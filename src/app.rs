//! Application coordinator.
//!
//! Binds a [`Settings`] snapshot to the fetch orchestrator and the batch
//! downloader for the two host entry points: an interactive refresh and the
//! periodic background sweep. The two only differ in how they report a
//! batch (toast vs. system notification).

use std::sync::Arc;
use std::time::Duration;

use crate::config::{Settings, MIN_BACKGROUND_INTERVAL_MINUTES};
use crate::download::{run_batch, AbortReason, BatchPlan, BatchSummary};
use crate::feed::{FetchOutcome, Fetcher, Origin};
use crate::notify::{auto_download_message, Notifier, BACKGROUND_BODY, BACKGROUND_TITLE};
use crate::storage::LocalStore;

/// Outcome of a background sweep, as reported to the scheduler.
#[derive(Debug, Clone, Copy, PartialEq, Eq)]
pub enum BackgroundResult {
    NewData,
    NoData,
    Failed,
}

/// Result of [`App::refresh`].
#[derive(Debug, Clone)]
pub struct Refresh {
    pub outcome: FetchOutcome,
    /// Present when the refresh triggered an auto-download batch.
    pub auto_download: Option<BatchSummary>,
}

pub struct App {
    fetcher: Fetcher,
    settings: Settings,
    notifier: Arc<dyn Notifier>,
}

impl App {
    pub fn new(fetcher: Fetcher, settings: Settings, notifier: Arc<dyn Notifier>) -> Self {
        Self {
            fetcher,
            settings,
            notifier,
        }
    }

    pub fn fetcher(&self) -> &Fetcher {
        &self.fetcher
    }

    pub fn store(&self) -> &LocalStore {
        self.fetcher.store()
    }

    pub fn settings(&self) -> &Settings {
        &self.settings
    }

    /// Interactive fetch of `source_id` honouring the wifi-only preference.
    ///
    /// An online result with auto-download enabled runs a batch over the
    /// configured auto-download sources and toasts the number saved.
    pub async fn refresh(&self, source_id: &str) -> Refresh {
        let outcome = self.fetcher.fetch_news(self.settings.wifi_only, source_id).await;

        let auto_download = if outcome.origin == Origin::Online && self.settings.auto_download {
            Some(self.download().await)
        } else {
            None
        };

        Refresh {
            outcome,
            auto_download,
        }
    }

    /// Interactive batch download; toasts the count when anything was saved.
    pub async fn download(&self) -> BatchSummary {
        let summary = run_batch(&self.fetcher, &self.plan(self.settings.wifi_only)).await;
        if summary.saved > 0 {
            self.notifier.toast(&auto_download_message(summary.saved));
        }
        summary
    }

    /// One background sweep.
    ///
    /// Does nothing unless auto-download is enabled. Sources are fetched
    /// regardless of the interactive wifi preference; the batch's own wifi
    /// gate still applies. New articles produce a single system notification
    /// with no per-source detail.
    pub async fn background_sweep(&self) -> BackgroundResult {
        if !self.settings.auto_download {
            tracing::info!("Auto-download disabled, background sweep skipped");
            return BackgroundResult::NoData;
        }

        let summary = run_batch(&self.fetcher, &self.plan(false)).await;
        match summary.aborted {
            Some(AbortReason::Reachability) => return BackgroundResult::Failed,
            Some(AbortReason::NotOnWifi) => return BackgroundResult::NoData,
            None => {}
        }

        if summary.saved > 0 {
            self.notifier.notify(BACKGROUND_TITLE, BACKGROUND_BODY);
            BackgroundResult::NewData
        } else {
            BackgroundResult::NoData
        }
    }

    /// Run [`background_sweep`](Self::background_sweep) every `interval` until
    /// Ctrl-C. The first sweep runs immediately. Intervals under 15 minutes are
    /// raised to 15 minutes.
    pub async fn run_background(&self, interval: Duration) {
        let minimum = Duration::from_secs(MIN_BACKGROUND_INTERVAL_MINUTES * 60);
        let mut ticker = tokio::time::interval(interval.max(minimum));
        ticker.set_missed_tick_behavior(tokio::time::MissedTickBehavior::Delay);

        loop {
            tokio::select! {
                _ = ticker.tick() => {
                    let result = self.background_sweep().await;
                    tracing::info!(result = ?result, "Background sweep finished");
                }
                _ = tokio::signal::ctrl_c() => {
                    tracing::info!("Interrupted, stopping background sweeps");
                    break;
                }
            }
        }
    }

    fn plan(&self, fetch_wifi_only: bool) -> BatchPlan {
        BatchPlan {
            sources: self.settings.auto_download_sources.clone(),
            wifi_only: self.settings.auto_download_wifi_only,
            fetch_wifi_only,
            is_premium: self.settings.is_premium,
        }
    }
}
....
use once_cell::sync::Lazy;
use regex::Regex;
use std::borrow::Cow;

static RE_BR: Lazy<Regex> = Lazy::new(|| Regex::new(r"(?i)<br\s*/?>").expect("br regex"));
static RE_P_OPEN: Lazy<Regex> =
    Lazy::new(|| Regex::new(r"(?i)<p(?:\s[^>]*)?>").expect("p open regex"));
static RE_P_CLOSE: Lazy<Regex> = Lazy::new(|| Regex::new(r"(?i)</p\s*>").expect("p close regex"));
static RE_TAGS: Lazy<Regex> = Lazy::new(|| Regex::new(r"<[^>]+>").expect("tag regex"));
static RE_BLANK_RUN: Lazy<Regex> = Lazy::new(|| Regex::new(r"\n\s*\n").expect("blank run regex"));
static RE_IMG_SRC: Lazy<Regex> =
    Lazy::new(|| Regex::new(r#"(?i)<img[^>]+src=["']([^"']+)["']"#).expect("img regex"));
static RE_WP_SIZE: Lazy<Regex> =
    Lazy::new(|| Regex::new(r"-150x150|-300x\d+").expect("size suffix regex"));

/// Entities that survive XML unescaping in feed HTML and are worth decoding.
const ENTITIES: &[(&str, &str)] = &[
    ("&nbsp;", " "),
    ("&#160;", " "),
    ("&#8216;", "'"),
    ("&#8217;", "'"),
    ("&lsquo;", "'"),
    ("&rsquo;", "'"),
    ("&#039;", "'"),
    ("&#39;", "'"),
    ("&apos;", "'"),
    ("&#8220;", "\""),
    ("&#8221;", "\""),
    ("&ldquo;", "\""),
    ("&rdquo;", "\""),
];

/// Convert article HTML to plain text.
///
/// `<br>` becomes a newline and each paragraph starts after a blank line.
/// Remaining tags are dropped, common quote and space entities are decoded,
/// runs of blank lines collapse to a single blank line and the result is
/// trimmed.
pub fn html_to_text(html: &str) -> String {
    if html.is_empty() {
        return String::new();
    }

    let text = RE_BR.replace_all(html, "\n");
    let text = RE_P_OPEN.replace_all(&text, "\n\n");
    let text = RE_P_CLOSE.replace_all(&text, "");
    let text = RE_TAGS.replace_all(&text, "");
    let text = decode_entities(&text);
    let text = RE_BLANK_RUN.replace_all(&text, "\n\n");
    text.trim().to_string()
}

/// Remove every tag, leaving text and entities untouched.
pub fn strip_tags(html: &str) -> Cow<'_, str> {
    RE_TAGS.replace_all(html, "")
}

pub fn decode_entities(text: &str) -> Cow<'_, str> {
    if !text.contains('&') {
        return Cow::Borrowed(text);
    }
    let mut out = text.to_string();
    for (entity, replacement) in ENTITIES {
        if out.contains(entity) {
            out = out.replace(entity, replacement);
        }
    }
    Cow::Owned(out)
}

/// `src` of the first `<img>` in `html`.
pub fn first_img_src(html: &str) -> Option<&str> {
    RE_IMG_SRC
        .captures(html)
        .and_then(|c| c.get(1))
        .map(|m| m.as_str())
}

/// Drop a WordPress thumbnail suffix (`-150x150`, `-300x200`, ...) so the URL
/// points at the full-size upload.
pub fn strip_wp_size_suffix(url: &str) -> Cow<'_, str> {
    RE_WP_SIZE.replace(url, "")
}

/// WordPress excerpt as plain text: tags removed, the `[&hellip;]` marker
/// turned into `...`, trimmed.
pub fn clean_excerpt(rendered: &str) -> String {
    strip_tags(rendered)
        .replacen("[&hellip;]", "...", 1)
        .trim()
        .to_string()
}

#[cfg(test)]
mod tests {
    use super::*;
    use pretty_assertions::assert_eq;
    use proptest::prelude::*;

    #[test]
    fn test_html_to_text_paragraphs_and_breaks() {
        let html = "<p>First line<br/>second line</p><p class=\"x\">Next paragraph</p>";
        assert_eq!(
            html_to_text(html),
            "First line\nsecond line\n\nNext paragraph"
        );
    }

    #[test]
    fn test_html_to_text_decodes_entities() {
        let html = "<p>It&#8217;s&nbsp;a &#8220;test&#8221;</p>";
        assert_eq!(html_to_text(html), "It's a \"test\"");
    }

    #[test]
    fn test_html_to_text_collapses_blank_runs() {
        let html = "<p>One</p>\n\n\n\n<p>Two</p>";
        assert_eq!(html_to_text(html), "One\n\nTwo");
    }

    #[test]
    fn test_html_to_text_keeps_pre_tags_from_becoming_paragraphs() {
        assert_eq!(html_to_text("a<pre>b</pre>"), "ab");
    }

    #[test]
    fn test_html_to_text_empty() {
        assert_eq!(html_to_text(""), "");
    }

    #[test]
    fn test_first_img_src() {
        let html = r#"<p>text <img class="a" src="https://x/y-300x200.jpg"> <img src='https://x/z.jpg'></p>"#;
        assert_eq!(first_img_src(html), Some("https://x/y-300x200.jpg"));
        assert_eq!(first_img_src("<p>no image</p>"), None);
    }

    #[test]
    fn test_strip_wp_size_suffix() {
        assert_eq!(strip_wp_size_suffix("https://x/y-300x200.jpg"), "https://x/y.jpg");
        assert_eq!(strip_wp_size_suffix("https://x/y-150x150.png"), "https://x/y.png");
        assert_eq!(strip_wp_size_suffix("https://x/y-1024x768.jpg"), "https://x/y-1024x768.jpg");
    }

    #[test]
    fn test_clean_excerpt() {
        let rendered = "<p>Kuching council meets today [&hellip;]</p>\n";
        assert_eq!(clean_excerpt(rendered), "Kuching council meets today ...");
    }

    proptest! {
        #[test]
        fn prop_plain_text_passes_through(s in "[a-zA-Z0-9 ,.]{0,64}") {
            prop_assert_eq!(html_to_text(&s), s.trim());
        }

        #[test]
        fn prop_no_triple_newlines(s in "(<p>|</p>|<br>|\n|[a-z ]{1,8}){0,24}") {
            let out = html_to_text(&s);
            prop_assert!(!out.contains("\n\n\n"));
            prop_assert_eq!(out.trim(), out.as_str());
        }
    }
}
....
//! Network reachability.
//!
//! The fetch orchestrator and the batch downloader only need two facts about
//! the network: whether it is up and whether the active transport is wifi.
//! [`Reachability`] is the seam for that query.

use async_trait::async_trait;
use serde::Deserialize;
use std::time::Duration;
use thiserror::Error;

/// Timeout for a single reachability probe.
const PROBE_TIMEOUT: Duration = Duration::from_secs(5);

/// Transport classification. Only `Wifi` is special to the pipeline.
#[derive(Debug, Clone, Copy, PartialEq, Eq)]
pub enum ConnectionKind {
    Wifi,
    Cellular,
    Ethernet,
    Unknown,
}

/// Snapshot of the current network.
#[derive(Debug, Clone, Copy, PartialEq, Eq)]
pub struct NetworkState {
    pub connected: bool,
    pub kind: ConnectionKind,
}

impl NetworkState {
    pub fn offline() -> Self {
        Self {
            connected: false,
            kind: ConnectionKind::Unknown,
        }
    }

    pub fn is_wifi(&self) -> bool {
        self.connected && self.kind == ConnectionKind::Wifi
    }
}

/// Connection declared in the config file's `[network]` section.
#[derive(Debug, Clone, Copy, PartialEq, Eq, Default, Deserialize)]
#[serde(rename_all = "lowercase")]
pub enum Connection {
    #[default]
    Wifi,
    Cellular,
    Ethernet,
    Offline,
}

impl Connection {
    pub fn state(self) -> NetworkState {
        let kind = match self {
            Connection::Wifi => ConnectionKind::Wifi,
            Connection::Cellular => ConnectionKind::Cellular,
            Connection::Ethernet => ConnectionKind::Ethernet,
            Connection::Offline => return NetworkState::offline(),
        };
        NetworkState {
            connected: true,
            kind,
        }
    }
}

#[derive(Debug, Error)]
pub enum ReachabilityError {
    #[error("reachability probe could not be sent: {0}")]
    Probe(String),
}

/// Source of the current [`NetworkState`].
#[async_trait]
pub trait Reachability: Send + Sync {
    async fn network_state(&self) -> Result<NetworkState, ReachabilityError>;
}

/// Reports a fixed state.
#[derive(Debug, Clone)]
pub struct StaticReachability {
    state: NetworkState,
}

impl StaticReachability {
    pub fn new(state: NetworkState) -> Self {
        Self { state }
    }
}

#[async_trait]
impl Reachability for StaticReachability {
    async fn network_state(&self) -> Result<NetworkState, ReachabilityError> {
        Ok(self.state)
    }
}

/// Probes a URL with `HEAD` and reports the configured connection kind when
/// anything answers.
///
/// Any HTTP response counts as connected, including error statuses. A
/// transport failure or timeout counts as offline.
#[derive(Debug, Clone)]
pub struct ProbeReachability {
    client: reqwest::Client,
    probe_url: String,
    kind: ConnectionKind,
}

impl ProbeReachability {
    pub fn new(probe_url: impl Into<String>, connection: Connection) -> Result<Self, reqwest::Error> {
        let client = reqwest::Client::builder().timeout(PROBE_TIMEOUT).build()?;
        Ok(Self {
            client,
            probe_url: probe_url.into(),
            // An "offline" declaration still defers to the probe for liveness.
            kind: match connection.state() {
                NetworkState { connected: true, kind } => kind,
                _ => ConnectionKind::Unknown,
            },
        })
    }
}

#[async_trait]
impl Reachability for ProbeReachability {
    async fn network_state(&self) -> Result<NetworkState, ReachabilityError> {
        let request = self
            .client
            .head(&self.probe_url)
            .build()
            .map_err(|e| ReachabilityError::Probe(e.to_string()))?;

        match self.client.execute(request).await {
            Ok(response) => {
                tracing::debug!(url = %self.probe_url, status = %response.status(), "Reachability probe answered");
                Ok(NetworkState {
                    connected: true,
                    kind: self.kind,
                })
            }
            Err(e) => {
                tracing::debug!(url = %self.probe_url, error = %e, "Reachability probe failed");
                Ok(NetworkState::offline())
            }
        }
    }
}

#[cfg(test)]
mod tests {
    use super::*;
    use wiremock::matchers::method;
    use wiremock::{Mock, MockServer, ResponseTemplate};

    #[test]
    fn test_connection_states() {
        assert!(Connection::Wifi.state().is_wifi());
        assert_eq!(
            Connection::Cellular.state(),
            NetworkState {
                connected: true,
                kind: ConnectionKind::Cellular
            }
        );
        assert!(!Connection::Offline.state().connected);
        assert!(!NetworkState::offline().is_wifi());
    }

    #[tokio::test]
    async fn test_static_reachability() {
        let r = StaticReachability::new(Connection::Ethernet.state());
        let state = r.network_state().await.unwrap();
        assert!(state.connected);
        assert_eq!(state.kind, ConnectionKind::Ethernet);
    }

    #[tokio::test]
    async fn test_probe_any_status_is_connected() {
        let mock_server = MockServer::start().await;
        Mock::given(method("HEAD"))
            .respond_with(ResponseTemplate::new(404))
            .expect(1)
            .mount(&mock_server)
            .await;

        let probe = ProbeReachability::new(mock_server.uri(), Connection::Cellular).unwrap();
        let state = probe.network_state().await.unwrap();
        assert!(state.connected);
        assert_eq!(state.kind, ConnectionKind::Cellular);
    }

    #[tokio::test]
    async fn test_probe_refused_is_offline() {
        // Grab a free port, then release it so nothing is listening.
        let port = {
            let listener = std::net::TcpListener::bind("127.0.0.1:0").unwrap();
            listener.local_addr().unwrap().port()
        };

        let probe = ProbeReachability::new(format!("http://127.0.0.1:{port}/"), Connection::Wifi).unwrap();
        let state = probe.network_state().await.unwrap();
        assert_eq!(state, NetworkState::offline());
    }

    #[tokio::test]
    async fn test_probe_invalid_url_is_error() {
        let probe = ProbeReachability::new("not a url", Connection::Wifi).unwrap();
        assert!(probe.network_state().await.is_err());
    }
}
....
■ TO DO: Which lines of the entries above contain the word "serde"? Copy each of them.

■ WRITTEN REPLY:
use serde::Deserialize;
#[serde(rename_all = "lowercase")]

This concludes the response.